Find the line with "let nodes = graph.node_count();" in the data below, then restate it and all remaining lines exactly, adding nothing.

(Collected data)
═══

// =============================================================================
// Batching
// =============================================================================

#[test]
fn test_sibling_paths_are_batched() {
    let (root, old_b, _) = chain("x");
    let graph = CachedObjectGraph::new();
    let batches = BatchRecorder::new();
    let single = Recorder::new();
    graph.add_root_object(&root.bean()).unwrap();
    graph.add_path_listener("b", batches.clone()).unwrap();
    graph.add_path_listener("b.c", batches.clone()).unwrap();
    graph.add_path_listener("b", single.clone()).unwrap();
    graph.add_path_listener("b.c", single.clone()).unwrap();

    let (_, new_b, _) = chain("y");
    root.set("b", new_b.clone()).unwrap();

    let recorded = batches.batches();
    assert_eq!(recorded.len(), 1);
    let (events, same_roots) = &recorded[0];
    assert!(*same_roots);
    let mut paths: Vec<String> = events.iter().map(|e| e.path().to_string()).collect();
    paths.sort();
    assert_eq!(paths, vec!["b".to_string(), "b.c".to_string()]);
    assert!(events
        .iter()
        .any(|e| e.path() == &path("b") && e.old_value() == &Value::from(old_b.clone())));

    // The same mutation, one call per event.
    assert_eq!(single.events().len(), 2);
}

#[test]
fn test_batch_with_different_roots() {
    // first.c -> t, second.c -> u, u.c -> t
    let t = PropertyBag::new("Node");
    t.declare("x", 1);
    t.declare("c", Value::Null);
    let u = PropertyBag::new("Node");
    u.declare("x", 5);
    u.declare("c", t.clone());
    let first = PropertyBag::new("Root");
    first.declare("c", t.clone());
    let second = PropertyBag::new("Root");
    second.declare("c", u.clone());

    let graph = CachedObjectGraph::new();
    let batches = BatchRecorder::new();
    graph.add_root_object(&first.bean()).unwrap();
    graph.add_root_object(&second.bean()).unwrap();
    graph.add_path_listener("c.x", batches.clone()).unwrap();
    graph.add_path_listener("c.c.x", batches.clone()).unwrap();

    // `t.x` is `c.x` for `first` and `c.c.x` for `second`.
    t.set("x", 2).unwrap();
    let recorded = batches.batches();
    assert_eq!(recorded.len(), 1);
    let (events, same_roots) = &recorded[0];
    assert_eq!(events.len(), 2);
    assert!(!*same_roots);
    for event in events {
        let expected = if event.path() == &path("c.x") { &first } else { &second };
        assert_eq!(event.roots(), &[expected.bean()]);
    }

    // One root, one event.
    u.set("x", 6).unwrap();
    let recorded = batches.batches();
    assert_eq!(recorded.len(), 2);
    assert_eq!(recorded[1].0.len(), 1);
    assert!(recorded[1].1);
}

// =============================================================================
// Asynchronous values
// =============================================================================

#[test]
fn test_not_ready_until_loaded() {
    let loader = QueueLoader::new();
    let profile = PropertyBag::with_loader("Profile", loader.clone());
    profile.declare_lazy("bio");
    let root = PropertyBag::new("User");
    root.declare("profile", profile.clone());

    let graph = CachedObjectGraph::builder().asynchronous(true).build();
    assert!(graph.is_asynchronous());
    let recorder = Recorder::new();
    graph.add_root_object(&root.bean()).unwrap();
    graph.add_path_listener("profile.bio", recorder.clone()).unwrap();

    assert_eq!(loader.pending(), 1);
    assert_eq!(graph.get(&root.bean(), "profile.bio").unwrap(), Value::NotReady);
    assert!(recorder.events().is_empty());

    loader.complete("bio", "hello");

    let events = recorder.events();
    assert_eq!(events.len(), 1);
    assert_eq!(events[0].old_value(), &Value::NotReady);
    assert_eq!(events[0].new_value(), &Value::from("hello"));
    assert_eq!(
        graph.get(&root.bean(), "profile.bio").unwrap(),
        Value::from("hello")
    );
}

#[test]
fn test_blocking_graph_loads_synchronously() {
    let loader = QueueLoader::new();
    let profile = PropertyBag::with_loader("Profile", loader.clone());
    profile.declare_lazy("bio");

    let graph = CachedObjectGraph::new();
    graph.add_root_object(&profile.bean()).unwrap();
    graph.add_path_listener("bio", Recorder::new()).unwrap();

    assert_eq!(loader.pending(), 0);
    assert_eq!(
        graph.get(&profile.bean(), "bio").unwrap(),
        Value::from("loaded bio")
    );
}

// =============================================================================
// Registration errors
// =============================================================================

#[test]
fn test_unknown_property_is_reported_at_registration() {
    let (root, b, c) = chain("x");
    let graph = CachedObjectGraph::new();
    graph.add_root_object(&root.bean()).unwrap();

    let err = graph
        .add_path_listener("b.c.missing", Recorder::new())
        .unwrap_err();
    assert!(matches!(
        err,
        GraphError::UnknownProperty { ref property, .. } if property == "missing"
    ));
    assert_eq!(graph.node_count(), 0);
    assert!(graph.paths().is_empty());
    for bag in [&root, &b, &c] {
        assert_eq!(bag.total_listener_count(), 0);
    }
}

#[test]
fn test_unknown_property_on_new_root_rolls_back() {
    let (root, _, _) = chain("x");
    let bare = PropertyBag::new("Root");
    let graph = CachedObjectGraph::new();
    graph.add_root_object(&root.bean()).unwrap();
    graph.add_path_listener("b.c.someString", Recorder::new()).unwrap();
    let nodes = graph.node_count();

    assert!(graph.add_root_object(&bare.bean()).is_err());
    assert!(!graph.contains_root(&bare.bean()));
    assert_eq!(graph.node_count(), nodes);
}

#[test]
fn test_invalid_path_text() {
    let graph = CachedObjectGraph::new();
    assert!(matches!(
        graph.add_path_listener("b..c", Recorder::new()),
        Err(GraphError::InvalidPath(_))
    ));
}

═══

Task output:
    let nodes = graph.node_count();

    assert!(graph.add_root_object(&bare.bean()).is_err());
    assert!(!graph.contains_root(&bare.bean()));
    assert_eq!(graph.node_count(), nodes);
}

#[test]
fn test_invalid_path_text() {
    let graph = CachedObjectGraph::new();
    assert!(matches!(
        graph.add_path_listener("b..c", Recorder::new()),
        Err(GraphError::InvalidPath(_))
    ));
}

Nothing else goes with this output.